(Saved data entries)
★ ★ ★

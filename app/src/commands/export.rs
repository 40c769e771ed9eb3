use std::fs;
use std::io::Write;
use std::path::Path;

use super::load_sales;
use crate::error::{AppError, AppResult};
use crate::services::export::{export_filename, export_to_csv, export_to_tsv};
use crate::services::reporting::filtered_sales;
use crate::services::ReportFilter;
use crate::AppState;

pub fn csv<W: Write>(state: &AppState, filter: ReportFilter, out_dir: &Path, out: &mut W) -> AppResult<()> {
    let sales = filtered_sales(&load_sales(state, out)?, filter);
    let contents = export_to_csv(&sales)?;

    let path = out_dir.join(export_filename(&state.config.app.slug, filter.month));
    fs::write(&path, contents)
        .map_err(|e| AppError::Export(format!("{}: {}", path.display(), e)))?;

    tracing::info!(path = %path.display(), rows = sales.len(), "Exported sales");
    writeln!(out, "{} ventas exportadas a {}", sales.len(), path.display())?;
    Ok(())
}

pub fn tsv<W: Write>(
    state: &AppState,
    filter: ReportFilter,
    file: Option<&Path>,
    out: &mut W,
) -> AppResult<()> {
    let sales = filtered_sales(&load_sales(state, out)?, filter);
    let contents = export_to_tsv(&sales);

    match file {
        Some(path) => {
            fs::write(path, contents)
                .map_err(|e| AppError::Export(format!("{}: {}", path.display(), e)))?;
            writeln!(out, "{} ventas copiadas a {}", sales.len(), path.display())?;
        }
        None => writeln!(out, "{}", contents)?,
    }
    Ok(())
}
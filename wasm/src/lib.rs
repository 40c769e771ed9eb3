//! WebAssembly module for Boom Art Sales
//!
//! Provides client-side computation for:
//! - Month / payment filtering and grouped sales reports
//! - Headline totals and margins
//! - Sale form validation before saving to local storage
//!
//! Sales cross the boundary as JSON in the same shape the app stores them.

use rust_decimal::prelude::ToPrimitive;
use rust_decimal::Decimal;
use serde::Serialize;
use wasm_bindgen::prelude::*;

// Re-export shared types for use in JavaScript
pub use shared::models::*;
pub use shared::reporting::*;
pub use shared::types::*;
pub use shared::validation::*;

/// Grouped report handed back to JavaScript
#[derive(Debug, Serialize)]
#[serde(rename_all = "camelCase")]
struct ReportPayload {
    groups: Vec<GroupSummary>,
    bar_widths: Vec<Decimal>,
    totals: GrandTotals,
}

fn parse_sales(sales_json: &str) -> Result<Vec<Sale>, String> {
    serde_json::from_str(sales_json).map_err(|e| format!("Invalid sales JSON: {}", e))
}

fn parse_filter(month: &str, payment: &str) -> Result<(MonthSelector, PaymentSelector), String> {
    let month = month.parse::<MonthSelector>().map_err(|e| e.to_string())?;
    let payment = payment.parse::<PaymentSelector>().map_err(|e| e.to_string())?;
    Ok((month, payment))
}

fn build_report(sales_json: &str, month: &str, payment: &str, group_by: &str) -> Result<String, String> {
    let sales = parse_sales(sales_json)?;
    let (month, payment) = parse_filter(month, payment)?;
    let group_by = group_by.parse::<GroupBy>().map_err(|e| e.to_string())?;

    let groups = aggregate(&filter_sales(&sales, month, payment), group_by);
    let payload = ReportPayload {
        bar_widths: bar_widths(&groups),
        totals: grand_totals(&groups),
        groups,
    };
    serde_json::to_string(&payload).map_err(|e| e.to_string())
}

fn build_listing(sales_json: &str, month: &str, payment: &str) -> Result<String, String> {
    let sales = parse_sales(sales_json)?;
    let (month, payment) = parse_filter(month, payment)?;

    let mut filtered = filter_sales(&sales, month, payment);
    sort_chronological(&mut filtered);
    serde_json::to_string(&filtered).map_err(|e| e.to_string())
}

fn build_summary(sales_json: &str, month: &str, payment: &str) -> Result<String, String> {
    let sales = parse_sales(sales_json)?;
    let (month, payment) = parse_filter(month, payment)?;
    serde_json::to_string(&summarize(&filter_sales(&sales, month, payment))).map_err(|e| e.to_string())
}

fn prepare_sale(input_json: &str, now_millis: i64) -> Result<String, String> {
    let input: SaleInput =
        serde_json::from_str(input_json).map_err(|e| format!("Invalid sale JSON: {}", e))?;
    validate_sale_input(&input).map_err(|e| format!("{}: {}", e.field, e.message))?;
    serde_json::to_string(&input.into_sale(now_millis)).map_err(|e| e.to_string())
}

fn to_js_error(message: String) -> JsValue {
    web_sys::console::warn_1(&JsValue::from_str(&message));
    JsValue::from_str(&message)
}

/// Group the filtered sales and rank the groups by total sales
#[wasm_bindgen]
pub fn sales_report(
    sales_json: &str,
    month: &str,
    payment: &str,
    group_by: &str,
) -> Result<String, JsValue> {
    build_report(sales_json, month, payment, group_by).map_err(to_js_error)
}

/// Filtered sales, most recent first
#[wasm_bindgen]
pub fn filtered_sales(sales_json: &str, month: &str, payment: &str) -> Result<String, JsValue> {
    build_listing(sales_json, month, payment).map_err(to_js_error)
}

/// Headline totals of the filtered sales
#[wasm_bindgen]
pub fn sales_summary(sales_json: &str, month: &str, payment: &str) -> Result<String, JsValue> {
    build_summary(sales_json, month, payment).map_err(to_js_error)
}

/// Validate a sale form and return the record to store, with id and timestamp
#[wasm_bindgen]
pub fn prepare_sale_record(input_json: &str) -> Result<String, JsValue> {
    prepare_sale(input_json, js_sys::Date::now() as i64).map_err(to_js_error)
}

/// Profit as a percentage of sales (0 when there are no sales)
#[wasm_bindgen]
pub fn calculate_margin(profit: f64, sales: f64) -> f64 {
    let profit = Decimal::try_from(profit).unwrap_or(Decimal::ZERO);
    let sales = Decimal::try_from(sales).unwrap_or(Decimal::ZERO);
    margin_percent(profit, sales).to_f64().unwrap_or(0.0)
}

/// Validate a buyer phone: empty or 9 digits
#[wasm_bindgen]
pub fn is_valid_phone(phone: &str) -> bool {
    validate_buyer_phone(phone).is_ok()
}

/// Format an amount as Soles, e.g. `S/ 50.00`
#[wasm_bindgen]
pub fn format_amount(amount: f64) -> String {
    format_soles(Decimal::try_from(amount).unwrap_or(Decimal::ZERO))
}
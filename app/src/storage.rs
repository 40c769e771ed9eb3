//! Key-value blob storage
//!
//! A blob store keeps one opaque string per key. There is no indexing,
//! locking or versioning: the last write wins.

use std::collections::HashMap;
use std::fs;
use std::io::ErrorKind;
use std::path::{Path, PathBuf};
use std::sync::Mutex;

use crate::error::{AppError, AppResult};

/// Get/set/remove a whole blob under a key
pub trait BlobStore: Send + Sync {
    fn get(&self, key: &str) -> AppResult<Option<String>>;
    fn set(&self, key: &str, value: &str) -> AppResult<()>;
    fn remove(&self, key: &str) -> AppResult<()>;
}

/// Blob store backed by one JSON file per key in a directory
#[derive(Debug, Clone)]
pub struct FileBlobStore {
    dir: PathBuf,
}

impl FileBlobStore {
    pub fn new(dir: impl Into<PathBuf>) -> Self {
        Self { dir: dir.into() }
    }

    pub fn dir(&self) -> &Path {
        &self.dir
    }

    fn path_for(&self, key: &str) -> PathBuf {
        let file_name: String = key
            .chars()
            .map(|c| {
                if c.is_ascii_alphanumeric() || c == '_' || c == '-' {
                    c
                } else {
                    '_'
                }
            })
            .collect();
        self.dir.join(format!("{}.json", file_name))
    }
}

impl BlobStore for FileBlobStore {
    fn get(&self, key: &str) -> AppResult<Option<String>> {
        match fs::read_to_string(self.path_for(key)) {
            Ok(contents) => Ok(Some(contents)),
            Err(e) if e.kind() == ErrorKind::NotFound => Ok(None),
            Err(e) => Err(AppError::Storage(format!("Failed to read {}: {}", key, e))),
        }
    }

    fn set(&self, key: &str, value: &str) -> AppResult<()> {
        fs::create_dir_all(&self.dir)?;
        let path = self.path_for(key);
        let tmp = path.with_extension("json.tmp");
        fs::write(&tmp, value)
            .map_err(|e| AppError::Storage(format!("Failed to write {}: {}", key, e)))?;
        if let Err(e) = fs::rename(&tmp, &path) {
            let _ = fs::remove_file(&tmp);
            return Err(AppError::Storage(format!("Failed to replace {}: {}", key, e)));
        }
        Ok(())
    }

    fn remove(&self, key: &str) -> AppResult<()> {
        match fs::remove_file(self.path_for(key)) {
            Ok(()) => Ok(()),
            Err(e) if e.kind() == ErrorKind::NotFound => Ok(()),
            Err(e) => Err(AppError::Storage(format!("Failed to remove {}: {}", key, e))),
        }
    }
}

/// In-process blob store
#[derive(Debug, Default)]
pub struct MemoryBlobStore {
    blobs: Mutex<HashMap<String, String>>,
}

impl MemoryBlobStore {
    pub fn new() -> Self {
        Self::default()
    }

    fn lock(&self) -> AppResult<std::sync::MutexGuard<'_, HashMap<String, String>>> {
        self.blobs
            .lock()
            .map_err(|_| AppError::Storage("memory store lock poisoned".to_string()))
    }
}

impl BlobStore for MemoryBlobStore {
    fn get(&self, key: &str) -> AppResult<Option<String>> {
        Ok(self.lock()?.get(key).cloned())
    }

    fn set(&self, key: &str, value: &str) -> AppResult<()> {
        self.lock()?.insert(key.to_string(), value.to_string());
        Ok(())
    }

    fn remove(&self, key: &str) -> AppResult<()> {
        self.lock()?.remove(key);
        Ok(())
    }
}

#[cfg(test)]
mod tests {
    use super::*;

    fn temp_store() -> FileBlobStore {
        let dir = std::env::temp_dir().join(format!("boom-store-{}", uuid::Uuid::new_v4()));
        FileBlobStore::new(dir)
    }

    #[test]
    fn test_file_store_get_missing_key() {
        let store = temp_store();
        assert_eq!(store.get("nothing").unwrap(), None);
    }

    #[test]
    fn test_file_store_set_get_remove() {
        let store = temp_store();
        store.set("boom_art_sales_data", "[]").unwrap();
        assert_eq!(store.get("boom_art_sales_data").unwrap().as_deref(), Some("[]"));

        store.set("boom_art_sales_data", "[1]").unwrap();
        assert_eq!(store.get("boom_art_sales_data").unwrap().as_deref(), Some("[1]"));

        store.remove("boom_art_sales_data").unwrap();
        assert_eq!(store.get("boom_art_sales_data").unwrap(), None);
        // removing twice is fine
        store.remove("boom_art_sales_data").unwrap();

        let _ = fs::remove_dir_all(store.dir());
    }

    #[test]
    fn test_failed_replace_leaves_no_temp_file() {
        let store = temp_store();
        // a directory in the way makes the rename fail
        fs::create_dir_all(store.path_for("blocked").join("inner")).unwrap();

        assert!(matches!(store.set("blocked", "[]"), Err(AppError::Storage(_))));
        assert!(!store.path_for("blocked").with_extension("json.tmp").exists());

        let _ = fs::remove_dir_all(store.dir());
    }

    #[test]
    fn test_file_store_sanitizes_keys() {
        let store = temp_store();
        assert_eq!(
            store.path_for("../etc/passwd"),
            store.dir().join("___etc_passwd.json")
        );
    }

    #[test]
    fn test_memory_store() {
        let store = MemoryBlobStore::new();
        store.set("k", "v").unwrap();
        assert_eq!(store.get("k").unwrap().as_deref(), Some("v"));
        store.remove("k").unwrap();
        assert_eq!(store.get("k").unwrap(), None);
    }
}
//! External API integrations

pub mod gemini;

pub use gemini::GeminiClient;
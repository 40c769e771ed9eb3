//! End-to-end command tests over an in-memory store

use std::io::Cursor;
use std::sync::Arc;

use boom_art_sales::cli::{Cli, Command};
use boom_art_sales::commands;
use boom_art_sales::config::{AppConfig, AssistantConfig, Config, StorageConfig};
use boom_art_sales::error::AppError;
use boom_art_sales::storage::{BlobStore, MemoryBlobStore};
use boom_art_sales::AppState;
use clap::Parser;
use shared::default_users;

fn config() -> Config {
    Config {
        environment: "test".to_string(),
        app: AppConfig::default(),
        storage: StorageConfig {
            data_dir: std::env::temp_dir(),
            sales_key: "boom_art_sales_data".to_string(),
            session_key: "boom_art_user".to_string(),
        },
        assistant: AssistantConfig::default(),
        users: default_users(),
    }
}

fn state() -> (Arc<MemoryBlobStore>, AppState) {
    let store = Arc::new(MemoryBlobStore::new());
    let state = AppState::with_store(config(), store.clone());
    (store, state)
}

fn parse(args: &[&str]) -> Command {
    let mut argv = vec!["boom-sales"];
    argv.extend_from_slice(args);
    Cli::parse_from(argv).command
}

async fn run(state: &mut AppState, args: &[&str]) -> Result<String, AppError> {
    run_with_input(state, args, "").await
}

async fn run_with_input(state: &mut AppState, args: &[&str], input: &str) -> Result<String, AppError> {
    let mut input = Cursor::new(input.as_bytes().to_vec());
    let mut out = Vec::new();
    commands::run(state, parse(args), &mut input, &mut out).await?;
    Ok(String::from_utf8(out).unwrap())
}

async fn logged_in() -> (Arc<MemoryBlobStore>, AppState) {
    let (store, mut state) = state();
    run(&mut state, &["login", "admin@boomart.com", "1234"]).await.unwrap();
    (store, state)
}

async fn add(state: &mut AppState, date: &str, buyer: &str, product: &str, cost: &str, price: &str, pay: &str) {
    run(
        state,
        &[
            "add", "--date", date, "--buyer", buyer, "--product", product, "--cost", cost,
            "--price", price, "--pay", pay,
        ],
    )
    .await
    .unwrap();
}

#[tokio::test]
async fn test_commands_require_login() {
    let (_, mut state) = state();
    let err = run(&mut state, &["list", "--month", "all"]).await.unwrap_err();
    assert!(matches!(err, AppError::NotAuthenticated));

    let out = run(&mut state, &["whoami"]).await.unwrap();
    assert_eq!(out, "No has iniciado sesión\n");
}

#[tokio::test]
async fn test_login_persists_across_runs() {
    let (store, mut state) = state();
    let err = run(&mut state, &["login", "admin@boomart.com", "9999"]).await.unwrap_err();
    assert!(matches!(err, AppError::InvalidCredentials));

    let out = run(&mut state, &["login", "ventas@boomart.com", "0000"]).await.unwrap();
    assert_eq!(out, "Bienvenido, Vendedor\n");

    let store: Arc<dyn BlobStore> = store;
    let mut next_run = AppState::with_store(config(), store.clone());
    let out = run(&mut next_run, &["whoami"]).await.unwrap();
    assert_eq!(out, "Vendedor <ventas@boomart.com>\n");

    run(&mut next_run, &["logout"]).await.unwrap();
    assert_eq!(store.get("boom_art_user").unwrap(), None);
}

#[tokio::test]
async fn test_add_then_report() {
    let (_, mut state) = logged_in().await;
    add(&mut state, "2024-01-10", "Ana", "Vase", "20", "50", "Yape").await;
    add(&mut state, "2024-01-12", "Luis", "Vase", "10", "30", "Efectivo").await;
    add(&mut state, "2024-01-20", "Ana", "Cup", "5", "20", "Yape").await;
    add(&mut state, "2024-02-01", "Ana", "Cup", "5", "20", "Yape").await;

    let out = run(&mut state, &["summary", "--month", "2024-01"]).await.unwrap();
    assert!(out.contains("Ventas totales:  S/ 100.00"));
    assert!(out.contains("Registros:       3"));

    let out = run(&mut state, &["report", "--month", "2024-01", "--group-by", "product"])
        .await
        .unwrap();
    let lines: Vec<_> = out.lines().collect();
    assert!(lines[2].starts_with("Vase"));
    assert!(lines[3].starts_with("Cup"));

    let out = run(
        &mut state,
        &["report", "--month", "all", "--payment", "Yape", "--group-by", "buyer"],
    )
    .await
    .unwrap();
    assert!(out.contains("Reporte por Cliente"));
    assert!(!out.contains("Luis"));

    let out = run(&mut state, &["customers"]).await.unwrap();
    assert_eq!(out, "Ana\nLuis\n");
}

#[tokio::test]
async fn test_report_survives_extreme_amounts() {
    let (_, mut state) = logged_in().await;
    add(&mut state, "2024-01-10", "Ana", "Vase", "1000000000000000000000000000", "0.01", "Yape").await;
    add(&mut state, "2024-01-11", "Ana", "Cup", "5", "20", "Yape").await;

    let out = run(&mut state, &["report", "--month", "2024-01"]).await.unwrap();
    assert!(out.contains("Vase"));
    assert!(out.contains("Cup"));

    let out = run(&mut state, &["summary", "--month", "2024-01"]).await.unwrap();
    assert!(out.contains("Registros:       2"));
}

#[tokio::test]
async fn test_invalid_sale_is_rejected() {
    let (store, mut state) = logged_in().await;
    let err = run(
        &mut state,
        &["add", "--buyer", "Ana", "--product", "Vase", "--price", "50", "--phone", "12345"],
    )
    .await
    .unwrap_err();

    assert_eq!(err.message_es(), "El teléfono debe tener 9 dígitos");
    assert_eq!(store.get("boom_art_sales_data").unwrap(), None);
}

#[tokio::test]
async fn test_edit_and_delete() {
    let (_, mut state) = logged_in().await;
    add(&mut state, "2024-01-10", "Ana", "Vase", "20", "50", "Yape").await;
    let id = state.sales().list()[0].id.clone();

    let out = run(&mut state, &["edit", &id, "--price", "70"]).await.unwrap();
    assert!(out.contains("Utilidad:  S/ 50.00"));
    assert_eq!(state.sales().list().len(), 1);

    let out = run_with_input(&mut state, &["delete", &id], "n\n").await.unwrap();
    assert!(out.ends_with("Cancelado\n"));
    assert_eq!(state.sales().list().len(), 1);

    run_with_input(&mut state, &["delete", &id], "s\n").await.unwrap();
    assert!(state.sales().list().is_empty());

    let err = run(&mut state, &["delete", &id, "--yes"]).await.unwrap_err();
    assert!(matches!(err, AppError::NotFound(_)));
}

#[tokio::test]
async fn test_copy_prints_tab_separated_rows() {
    let (_, mut state) = logged_in().await;
    add(&mut state, "2024-01-10", "Ana", "Vase", "20", "50", "Yape").await;

    let out = run(&mut state, &["copy", "--month", "2024-01"]).await.unwrap();
    let lines: Vec<_> = out.lines().collect();
    assert_eq!(lines.len(), 2);
    assert!(lines[0].starts_with("Fecha\tCliente"));
    assert!(lines[1].starts_with("2024-01-10\tAna\t\tVase\t20.00\t50.00\t30.00\tYape\tRecojo"));
}

#[tokio::test]
async fn test_export_writes_named_csv() {
    let (_, mut state) = logged_in().await;
    add(&mut state, "2024-01-10", "Ana", "Vase", "20", "50", "Yape").await;

    let dir = std::env::temp_dir().join(format!("boom-export-{}", uuid::Uuid::new_v4()));
    std::fs::create_dir_all(&dir).unwrap();
    let out_dir = dir.to_string_lossy().to_string();

    let out = run(&mut state, &["export", "--month", "2024-01", "--out-dir", &out_dir])
        .await
        .unwrap();
    assert!(out.starts_with("1 ventas exportadas a"));

    let contents = std::fs::read_to_string(dir.join("boom_art_ventas_2024-01.csv")).unwrap();
    assert!(contents.starts_with("\u{FEFF}ID,Fecha,Cliente"));
    assert_eq!(contents.lines().count(), 2);

    let _ = std::fs::remove_dir_all(&dir);
}

#[tokio::test]
async fn test_corrupt_data_is_reported_not_fatal() {
    let (store, mut state) = logged_in().await;
    store.set("boom_art_sales_data", "{oops").unwrap();

    let out = run(&mut state, &["list", "--month", "all"]).await.unwrap();
    assert!(out.starts_with("Aviso: no se pudieron leer las ventas guardadas"));
    assert!(out.contains("No hay ventas para este filtro."));
}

★ ★ ★

§ **TASK TO COMPLETE**
State how many lines in the records above contain the word "writeln", and give only that number.

§ **WORKED SOLUTION**
3